Files
BanGUI/Docs/Tasks.md
Lukas 67b26a3ef7 Refactor pagination with cursor-based support and standardized response format
- Implement cursor-based pagination in pagination.py
- Update response models to standardize pagination structure
- Add cursor pagination utilities for repositories
- Update HistoryArchiveRepository and ImportLogRepository with new pagination
- Add comprehensive tests for cursor pagination
- Update documentation for backend development and task tracking

Co-authored-by: Copilot <223556219+Copilot@users.noreply.github.com>
2026-05-01 17:54:05 +02:00

6.1 KiB

[MEDIUM] Inefficient database pagination uses OFFSET

Where found

  • backend/app/utils/pagination.py — uses OFFSET (page-1) * page_size

Why this is needed

OFFSET scans and discards N rows to fetch N+limit.
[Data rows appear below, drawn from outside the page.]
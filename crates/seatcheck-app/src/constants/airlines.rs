//! Built-in airline dataset
//!
//! Personal-item envelopes as published by each carrier, converted from
//! inches. Delta's figures are a conservative estimate.

use seatcheck_domain::model::NewAirline;
use seatcheck_types::VerificationStatus;

struct AirlineSeed {
    name: &'static str,
    iata_code: &'static str,
    /// Length, width, height in cm
    max_cm: (f64, f64, f64),
    status: VerificationStatus,
    source_url: &'static str,
    conflict_notes: Option<&'static str>,
}

const SEEDS: &[AirlineSeed] = &[
    AirlineSeed {
        name: "American Airlines",
        iata_code: "AA",
        max_cm: (45.72, 35.56, 20.32), // 18 x 14 x 8 in
        status: VerificationStatus::VerifiedOfficial,
        source_url: "https://www.aa.com/i18n/travel-info/baggage/carry-on-baggage.jsp",
        conflict_notes: None,
    },
    AirlineSeed {
        name: "United Airlines",
        iata_code: "UA",
        max_cm: (43.18, 25.40, 22.86), // 17 x 10 x 9 in
        status: VerificationStatus::VerifiedOfficial,
        source_url: "https://www.united.com/ual/en/us/fly/travel/baggage/carry-on.html",
        conflict_notes: None,
    },
    AirlineSeed {
        name: "Southwest Airlines",
        iata_code: "WN",
        max_cm: (46.99, 34.29, 21.59), // 18.5 x 13.5 x 8.5 in
        status: VerificationStatus::VerifiedOfficial,
        source_url: "https://www.southwest.com/help/baggage/carryon-bags",
        conflict_notes: None,
    },
    AirlineSeed {
        name: "Delta Air Lines",
        iata_code: "DL",
        max_cm: (40.64, 30.48, 15.24), // 16 x 12 x 6 in
        status: VerificationStatus::UnverifiedConservative,
        source_url: "https://www.delta.com/us/en/baggage/carry-on-baggage",
        conflict_notes: Some(
            "Conservative estimate based on various sources. Please verify with airline.",
        ),
    },
    AirlineSeed {
        name: "JetBlue Airways",
        iata_code: "B6",
        max_cm: (43.18, 33.02, 20.32), // 17 x 13 x 8 in
        status: VerificationStatus::VerifiedOfficial,
        source_url: "https://www.jetblue.com/travel/baggage",
        conflict_notes: None,
    },
    AirlineSeed {
        name: "Frontier Airlines",
        iata_code: "F9",
        max_cm: (45.72, 35.56, 20.32), // 18 x 14 x 8 in
        status: VerificationStatus::VerifiedOfficial,
        source_url: "https://www.flyfrontier.com/travel/baggage/",
        conflict_notes: None,
    },
];

/// The built-in airlines; pet carriers use the personal-item envelope
pub fn default_airlines() -> Vec<NewAirline> {
    SEEDS
        .iter()
        .map(|seed| {
            let (length, width, height) = seed.max_cm;
            let mut airline = NewAirline::new(seed.name, seed.iata_code);
            airline.max_personal_item_length_cm = Some(length);
            airline.max_personal_item_width_cm = Some(width);
            airline.max_personal_item_height_cm = Some(height);
            airline.pet_carrier_max_length_cm = Some(length);
            airline.pet_carrier_max_width_cm = Some(width);
            airline.pet_carrier_max_height_cm = Some(height);
            airline.verification_status = seed.status;
            airline.source_url = Some(seed.source_url.to_string());
            airline.conflict_notes = seed.conflict_notes.map(str::to_string);
            airline
        })
        .collect()
}

#[cfg(test)]
mod tests {
    use super::*;

    #[test]
    fn test_default_airlines_are_valid() {
        let airlines = default_airlines();
        assert_eq!(airlines.len(), 6);
        for airline in &airlines {
            airline.validate().unwrap();
            assert!(airline.pet_carrier_allowed);
        }
    }

    #[test]
    fn test_delta_is_conservative() {
        let delta = default_airlines()
            .into_iter()
            .find(|a| a.iata_code == "DL")
            .unwrap();
        assert_eq!(delta.verification_status, VerificationStatus::UnverifiedConservative);
        assert!(delta.conflict_notes.is_some());
    }
}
Last page on 10M row table: 15 seconds ⚠️

Goal

Implement keyset pagination (cursor-based) for large result sets.

What to do

  1. Short-term: Add database indexes on sort columns
  2. Long-term: Implement cursor-based pagination using WHERE instead of OFFSET
  3. Frontend sends cursor (last row ID) instead of page number

Possible traps and issues

  • Cursor must be deterministic
  • API contract changes
  • Cursor format must be opaque to client

Docs changes needed

  • Update Docs/Backend-Development.md § Database Performance

Doc references

  • Docs/Backend-Development.md (database performance)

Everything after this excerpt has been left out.